Adorno volvería más tarde sobre el sentido de progreso señalando que el problema no radica en el progreso en sí, sino en la confusión entre éste y la humanidad. El encuentro con Benjamin y el repudio de todo optimismo metafísico han de interpretarse no obstante en unas coordenadas históricas concretas, éstas son, las del ascenso de los fascismos en Alemania e Italia, las dos grandes guerras, la subsiguiente desaparición de un número escandaloso de personas, la evolución de la revolución soviética hacia el sistema estalinista, la creciente manipulación de las conciencias por los medios de comunicación de masas y, en general, la industria cultural. Lo que a priori podría constituir un engranaje de conflicto pasado de tiempo o moda, desgraciadamente vuelve a repetirse en el presente, de ahí la profunda y enorme actualidad de la obra de Adorno incluso hoy.

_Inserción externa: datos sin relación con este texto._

//! Arena-based quadtree for repulsion approximation and proximity queries.
//!
//! Cells are stored contiguously in a `Vec` and reference each other by
//! index, which keeps a per-tick rebuild cheap. The tree borrows the item
//! slice rather than copying it and only stores indices into it.
//!
//! # Example
//!
//! ```rust
//! use nalgebra::Point2;
//! use spacechart::quadtree::{BoundingBox, QuadTree};
//!
//! let points = vec![
//!     Point2::new(0.0, 0.0),
//!     Point2::new(1.0, 0.0),
//!     Point2::new(50.0, 50.0),
//! ];
//!
//! let bounds = BoundingBox::new_from_items(&points);
//! let tree = QuadTree::build(&points, bounds);
//!
//! let mut near = tree.neighbors_within(Point2::new(0.0, 0.0), 2.0);
//! near.sort();
//! assert_eq!(near, vec![0, 1]);
//! ```

use crate::forces::jiggle;
use nalgebra::{Point2, Vector2};

/// Anything with a 2D position can be indexed by the tree
pub trait Located {
    fn position(&self) -> Point2<f64>;
}

impl Located for Point2<f64> {
    fn position(&self) -> Point2<f64> {
        *self
    }
}

/// A rectangular bounding box in layout coordinates
#[derive(Clone, Copy, Debug, PartialEq)]
pub struct BoundingBox {
    pub min: Point2<f64>,
    pub max: Point2<f64>,
}

impl BoundingBox {
    /// Smallest box containing every item
    pub fn new_from_items<B: Located>(items: &[B]) -> Self {
        items.iter().fold(
            Self {
                min: Point2::new(f64::INFINITY, f64::INFINITY),
                max: Point2::new(f64::NEG_INFINITY, f64::NEG_INFINITY),
            },
            |bounds, item| {
                let pos = item.position();
                Self {
                    min: Point2::new(bounds.min.x.min(pos.x), bounds.min.y.min(pos.y)),
                    max: Point2::new(bounds.max.x.max(pos.x), bounds.max.y.max(pos.y)),
                }
            },
        )
    }

    fn center(&self) -> Point2<f64> {
        Point2::new(
            (self.min.x + self.max.x) / 2.0,
            (self.min.y + self.max.y) / 2.0,
        )
    }

    fn contains(&self, point: &Point2<f64>) -> bool {
        point.x >= self.min.x && point.x <= self.max.x && point.y >= self.min.y && point.y <= self.max.y
    }

    /// Quadrant (0-3) of a point within this box.
    ///
    /// ```text
    /// +-------+-------+
    /// |   2   |   3   |
    /// +-------+-------+
    /// |   0   |   1   |
    /// +-------+-------+
    /// ```
    fn quadrant(&self, point: &Point2<f64>) -> usize {
        let center = self.center();
        let x_bit = (point.x > center.x) as usize;
        let y_bit = (point.y > center.y) as usize;
        x_bit | (y_bit << 1)
    }

    fn subdivide(&self, quadrant: usize) -> Self {
        let center = self.center();
        let (min_x, max_x) = if quadrant & 1 != 0 {
            (center.x, self.max.x)
        } else {
            (self.min.x, center.x)
        };
        let (min_y, max_y) = if quadrant & 2 != 0 {
            (center.y, self.max.y)
        } else {
            (self.min.y, center.y)
        };
        BoundingBox {
            min: Point2::new(min_x, min_y),
            max: Point2::new(max_x, max_y),
        }
    }
}

/// Index into the cell arena
#[derive(Clone, Copy, Debug, PartialEq, Eq)]
pub struct CellId(u32);

impl CellId {
    pub const EMPTY: CellId = CellId(u32::MAX);

    fn new(index: usize) -> Self {
        debug_assert!(index < u32::MAX as usize, "CellId overflow");
        CellId(index as u32)
    }

    fn index(self) -> usize {
        self.0 as usize
    }

    pub(crate) fn is_empty(self) -> bool {
        self == Self::EMPTY
    }
}

#[derive(Clone, Copy, Debug)]
enum Cell {
    Leaf {
        item: u32,
    },
    /// Items that could not be separated before the depth limit
    /// (coincident or nearly coincident positions)
    Bucket {
        start: u32,
        count: u32,
    },
    Internal {
        centroid: Point2<f64>,
        count: u32,
        bounds: BoundingBox,
        children: [CellId; 4],
    },
}

/// Quadtree over a borrowed slice of located items
pub struct QuadTree<'a, B: Located> {
    cells: Vec<Cell>,
    /// Item indices referenced by bucket cells
    bucketed: Vec<u32>,
    items: &'a [B],
    pub(crate) root: CellId,
}

impl<'a, B: Located> QuadTree<'a, B> {
    pub fn build(items: &'a [B], bounds: BoundingBox) -> Self {
        let mut cells = Vec::with_capacity(items.len() * 2);
        let mut bucketed = Vec::new();
        let indices: Vec<usize> = (0..items.len()).collect();

        let root = Self::build_recursive(items, &indices, bounds, 0, &mut cells, &mut bucketed);

        QuadTree {
            cells,
            bucketed,
            items,
            root,
        }
    }

    fn build_recursive(
        items: &[B],
        indices: &[usize],
        bounds: BoundingBox,
        depth: usize,
        cells: &mut Vec<Cell>,
        bucketed: &mut Vec<u32>,
    ) -> CellId {
        const MAX_DEPTH: usize = 24;

        match indices {
            [] => CellId::EMPTY,

            [single] => {
                let id = CellId::new(cells.len());
                cells.push(Cell::Leaf {
                    item: *single as u32,
                });
                id
            }

            _ if depth >= MAX_DEPTH => {
                let start = bucketed.len() as u32;
                bucketed.extend(indices.iter().map(|&i| i as u32));
                let id = CellId::new(cells.len());
                cells.push(Cell::Bucket {
                    start,
                    count: indices.len() as u32,
                });
                id
            }

            indices => {
                let mut quadrants: [Vec<usize>; 4] = Default::default();
                for &i in indices {
                    let q = bounds.quadrant(&items[i].position());
                    quadrants[q].push(i);
                }

                let children: [CellId; 4] = std::array::from_fn(|q| {
                    Self::build_recursive(
                        items,
                        &quadrants[q],
                        bounds.subdivide(q),
                        depth + 1,
                        cells,
                        bucketed,
                    )
                });

                let sum = indices
                    .iter()
                    .fold(Vector2::zeros(), |acc, &i| acc + items[i].position().coords);
                let centroid = Point2::from(sum / indices.len() as f64);

                let id = CellId::new(cells.len());
                cells.push(Cell::Internal {
                    centroid,
                    count: indices.len() as u32,
                    bounds,
                    children,
                });
                id
            }
        }
    }

    /// Velocity contribution of every item on item `target`, approximating
    /// distant cells by their centroid (Barnes-Hut with opening angle θ)
    ///
    /// `strength` is the per-item coefficient (negative repels) and
    /// `distance_min2` softens very close pairs.
    pub fn repulsion(
        &self,
        target: usize,
        theta: f64,
        strength: f64,
        distance_min2: f64,
    ) -> Vector2<f64> {
        let pos = self.items[target].position();
        self.repulsion_recursive(self.root, target, pos, theta, strength, distance_min2)
    }

    fn repulsion_recursive(
        &self,
        cell_id: CellId,
        target: usize,
        pos: Point2<f64>,
        theta: f64,
        strength: f64,
        distance_min2: f64,
    ) -> Vector2<f64> {
        if cell_id.is_empty() {
            return Vector2::zeros();
        }

        match &self.cells[cell_id.index()] {
            Cell::Leaf { item } => {
                self.item_repulsion(*item as usize, target, pos, strength, distance_min2)
            }

            Cell::Bucket { start, count } => self.bucketed
                [*start as usize..(*start + *count) as usize]
                .iter()
                .map(|&i| self.item_repulsion(i as usize, target, pos, strength, distance_min2))
                .fold(Vector2::zeros(), |a, b| a + b),

            Cell::Internal {
                centroid,
                count,
                bounds,
                children,
            } => {
                let diff = *centroid - pos;
                let distance = diff.magnitude();
                let size = (bounds.max - bounds.min).magnitude();

                if !bounds.contains(&pos) && distance > 0.0 && size / distance < theta {
                    pair_push(diff, strength * *count as f64, distance_min2)
                } else {
                    children
                        .iter()
                        .map(|&child| {
                            self.repulsion_recursive(
                                child,
                                target,
                                pos,
                                theta,
                                strength,
                                distance_min2,
                            )
                        })
                        .fold(Vector2::zeros(), |a, b| a + b)
                }
            }
        }
    }

    fn item_repulsion(
        &self,
        item: usize,
        target: usize,
        pos: Point2<f64>,
        strength: f64,
        distance_min2: f64,
    ) -> Vector2<f64> {
        if item == target {
            return Vector2::zeros();
        }
        let mut diff = self.items[item].position() - pos;
        if diff.x == 0.0 && diff.y == 0.0 {
            diff = jiggle(target, item);
        }
        pair_push(diff, strength, distance_min2)
    }

    /// Indices of all items within `radius` of `pos` (inclusive)
    pub fn neighbors_within(&self, pos: Point2<f64>, radius: f64) -> Vec<usize> {
        let mut result = Vec::new();
        self.neighbors_recursive(self.root, pos, radius, &mut result);
        result
    }

    fn neighbors_recursive(
        &self,
        cell_id: CellId,
        pos: Point2<f64>,
        radius: f64,
        result: &mut Vec<usize>,
    ) {
        if cell_id.is_empty() {
            return;
        }

        let radius_sq = radius * radius;
        match &self.cells[cell_id.index()] {
            Cell::Leaf { item } => {
                let i = *item as usize;
                if (self.items[i].position() - pos).magnitude_squared() <= radius_sq {
                    result.push(i);
                }
            }

            Cell::Bucket { start, count } => {
                for &i in &self.bucketed[*start as usize..(*start + *count) as usize] {
                    let i = i as usize;
                    if (self.items[i].position() - pos).magnitude_squared() <= radius_sq {
                        result.push(i);
                    }
                }
            }

            Cell::Internal {
                bounds, children, ..
            } => {
                if box_intersects_circle(bounds, pos, radius) {
                    for &child in children {
                        self.neighbors_recursive(child, pos, radius, result);
                    }
                }
            }
        }
    }

    /// Number of cells in the arena (for diagnostics)
    pub fn cell_count(&self) -> usize {
        self.cells.len()
    }
}

/// Velocity change from a source at offset `diff`: `diff · strength / l`,
/// where `l` is the squared distance, softened below `distance_min2`
#[inline]
pub(crate) fn pair_push(diff: Vector2<f64>, strength: f64, distance_min2: f64) -> Vector2<f64> {
    let mut l = diff.magnitude_squared();
    if l < distance_min2 {
        l = (distance_min2 * l).sqrt();
    }
    diff * (strength / l)
}

fn box_intersects_circle(bounds: &BoundingBox, center: Point2<f64>, radius: f64) -> bool {
    let closest_x = center.x.clamp(bounds.min.x, bounds.max.x);
    let closest_y = center.y.clamp(bounds.min.y, bounds.max.y);

    let dx = center.x - closest_x;
    let dy = center.y - closest_y;

    dx * dx + dy * dy <= radius * radius
}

A lo largo de esta compilación podemos degustar también otros capítulos dedicados a la filosofía moral de Adorno, al maridaje entre sujeto y naturaleza en su obra, a la crítica política, al antisemitismo, así como al derecho, a la ontología o a la estética. Para clausurar dicho volumen, a modo de apéndice, se recoge un capítulo inmensamente interesante firmado por José Luis López de Lizaga que versa sobre la recepción de Adorno en nuestro país, con un análisis útil y profundo de toda la bibliografía aparecida en torno a la figura de este magnífico pensador. Este “escritor entre funcionarios”, tal y como lo definió Jürgen Habermas en 1963 (a la sazón integrante de la Escuela de Frankfurt pero perteneciente a su segunda generación), de pensamiento totalizador que pretendió abrazar la inmensa humanidad, arrastró en condición de testigo la angustia de un momento histórico crucial para entender la modernidad, hizo suyo el señuelo del malestar en la cultura y la vida, y dedicó todo su afán a hacernos ver y comprender que la historia no necesariamente ha de repetirse en los mismos términos de denigración del individuo. En definitiva, una obra, que tal y cómo indica el subtítulo, nos invita a leer con paciencia y meditación a uno de los más comprometidos y arraigados pensadores de la cultura occidental.

Estudios sobre Theodor Adorno. Melancolía y verdad. Jacobo Muñoz ed.   VV.AA.

   Jacobo Muñoz (ed.)

   Melancolía y verdad. Invitación a la lectura de Th. W. Adorno

   Madrid, Biblioteca Nueva, 290 p., 2011.